Try it> Please copy each line of the data that includes the string "iter".

Exercise inputs>
────────────────
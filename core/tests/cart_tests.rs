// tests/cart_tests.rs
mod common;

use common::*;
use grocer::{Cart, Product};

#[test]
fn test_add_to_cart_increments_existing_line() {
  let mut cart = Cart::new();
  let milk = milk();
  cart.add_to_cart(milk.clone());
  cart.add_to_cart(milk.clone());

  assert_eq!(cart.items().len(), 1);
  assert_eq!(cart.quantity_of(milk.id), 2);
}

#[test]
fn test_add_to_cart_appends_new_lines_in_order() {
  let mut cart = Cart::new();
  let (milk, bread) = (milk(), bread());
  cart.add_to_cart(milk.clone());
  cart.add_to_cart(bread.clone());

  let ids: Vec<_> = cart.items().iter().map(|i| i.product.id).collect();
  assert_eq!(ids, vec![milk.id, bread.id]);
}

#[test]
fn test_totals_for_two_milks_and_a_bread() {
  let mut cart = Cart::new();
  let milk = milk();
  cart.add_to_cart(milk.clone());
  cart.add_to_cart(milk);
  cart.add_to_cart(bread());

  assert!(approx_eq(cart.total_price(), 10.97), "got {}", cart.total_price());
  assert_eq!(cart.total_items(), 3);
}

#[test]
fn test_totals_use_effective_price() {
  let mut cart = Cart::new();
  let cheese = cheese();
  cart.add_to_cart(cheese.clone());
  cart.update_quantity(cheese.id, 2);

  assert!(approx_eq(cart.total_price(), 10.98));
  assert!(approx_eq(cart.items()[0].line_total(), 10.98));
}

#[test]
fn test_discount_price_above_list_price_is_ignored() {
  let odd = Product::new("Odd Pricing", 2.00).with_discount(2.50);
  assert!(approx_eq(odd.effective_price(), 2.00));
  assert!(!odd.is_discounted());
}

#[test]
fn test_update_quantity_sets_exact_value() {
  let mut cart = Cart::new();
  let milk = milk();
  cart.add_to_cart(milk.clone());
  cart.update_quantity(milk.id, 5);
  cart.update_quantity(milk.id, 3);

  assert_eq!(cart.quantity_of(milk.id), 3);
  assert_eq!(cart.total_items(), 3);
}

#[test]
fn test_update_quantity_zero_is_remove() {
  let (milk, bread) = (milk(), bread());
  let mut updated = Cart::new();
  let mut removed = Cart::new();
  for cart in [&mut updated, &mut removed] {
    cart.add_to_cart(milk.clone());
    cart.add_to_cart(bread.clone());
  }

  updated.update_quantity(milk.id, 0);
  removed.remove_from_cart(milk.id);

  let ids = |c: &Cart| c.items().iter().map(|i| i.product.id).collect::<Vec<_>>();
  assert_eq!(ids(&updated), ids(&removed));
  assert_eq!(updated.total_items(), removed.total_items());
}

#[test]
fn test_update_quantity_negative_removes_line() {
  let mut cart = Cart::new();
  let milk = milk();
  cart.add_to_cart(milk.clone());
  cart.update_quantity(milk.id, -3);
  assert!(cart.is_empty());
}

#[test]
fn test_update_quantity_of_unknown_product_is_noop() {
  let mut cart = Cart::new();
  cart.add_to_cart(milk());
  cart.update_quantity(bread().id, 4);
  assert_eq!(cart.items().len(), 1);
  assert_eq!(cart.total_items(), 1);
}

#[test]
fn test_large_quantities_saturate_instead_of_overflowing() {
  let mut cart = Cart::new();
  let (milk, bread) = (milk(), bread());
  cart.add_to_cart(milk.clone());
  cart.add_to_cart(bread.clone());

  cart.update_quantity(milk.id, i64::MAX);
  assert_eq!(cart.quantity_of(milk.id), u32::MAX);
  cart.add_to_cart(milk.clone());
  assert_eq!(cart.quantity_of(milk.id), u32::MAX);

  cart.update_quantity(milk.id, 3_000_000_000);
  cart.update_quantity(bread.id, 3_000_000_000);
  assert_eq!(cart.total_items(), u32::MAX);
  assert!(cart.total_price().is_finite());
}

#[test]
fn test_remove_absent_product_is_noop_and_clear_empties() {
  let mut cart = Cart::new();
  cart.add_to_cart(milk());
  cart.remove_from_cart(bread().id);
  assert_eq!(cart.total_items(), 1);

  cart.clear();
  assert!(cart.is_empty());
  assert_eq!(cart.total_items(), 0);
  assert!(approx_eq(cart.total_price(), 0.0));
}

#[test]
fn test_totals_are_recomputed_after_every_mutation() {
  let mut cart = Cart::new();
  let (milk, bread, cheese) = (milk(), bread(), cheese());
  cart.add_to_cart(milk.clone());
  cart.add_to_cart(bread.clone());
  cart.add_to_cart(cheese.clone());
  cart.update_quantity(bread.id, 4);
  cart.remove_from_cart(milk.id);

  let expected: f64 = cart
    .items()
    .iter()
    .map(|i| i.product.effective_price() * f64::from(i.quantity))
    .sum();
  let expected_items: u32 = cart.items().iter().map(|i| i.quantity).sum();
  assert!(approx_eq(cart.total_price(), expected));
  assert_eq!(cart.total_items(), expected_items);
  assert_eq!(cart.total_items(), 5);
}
────────────────
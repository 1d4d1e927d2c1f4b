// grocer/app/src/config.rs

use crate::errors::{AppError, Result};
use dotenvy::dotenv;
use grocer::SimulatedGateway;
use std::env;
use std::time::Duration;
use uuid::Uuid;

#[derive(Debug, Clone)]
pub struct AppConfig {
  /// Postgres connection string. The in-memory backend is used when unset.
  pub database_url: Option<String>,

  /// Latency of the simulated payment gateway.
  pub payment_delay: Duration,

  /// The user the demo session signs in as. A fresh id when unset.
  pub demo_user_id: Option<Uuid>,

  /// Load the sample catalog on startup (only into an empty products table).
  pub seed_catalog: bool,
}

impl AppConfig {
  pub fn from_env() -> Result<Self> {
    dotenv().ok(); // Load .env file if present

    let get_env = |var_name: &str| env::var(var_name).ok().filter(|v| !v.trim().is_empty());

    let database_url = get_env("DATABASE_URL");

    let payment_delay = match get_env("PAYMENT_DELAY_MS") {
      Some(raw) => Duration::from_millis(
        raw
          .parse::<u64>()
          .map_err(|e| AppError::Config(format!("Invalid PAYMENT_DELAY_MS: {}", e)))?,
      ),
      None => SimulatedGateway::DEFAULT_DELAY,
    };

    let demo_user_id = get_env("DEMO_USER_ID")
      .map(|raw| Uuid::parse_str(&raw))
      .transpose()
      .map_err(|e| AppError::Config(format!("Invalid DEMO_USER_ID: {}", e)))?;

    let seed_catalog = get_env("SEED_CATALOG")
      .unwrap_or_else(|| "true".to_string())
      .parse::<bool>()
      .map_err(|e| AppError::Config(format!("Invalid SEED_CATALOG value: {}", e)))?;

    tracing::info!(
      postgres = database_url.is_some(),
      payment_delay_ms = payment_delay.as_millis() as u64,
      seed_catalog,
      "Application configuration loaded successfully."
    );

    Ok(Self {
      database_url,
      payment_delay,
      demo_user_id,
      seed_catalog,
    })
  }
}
────────────────
Final answer>
  let ids: Vec<_> = cart.items().iter().map(|i| i.product.id).collect();
  let ids = |c: &Cart| c.items().iter().map(|i| i.product.id).collect::<Vec<_>>();
    .iter()
  let expected_items: u32 = cart.items().iter().map(|i| i.quantity).sum();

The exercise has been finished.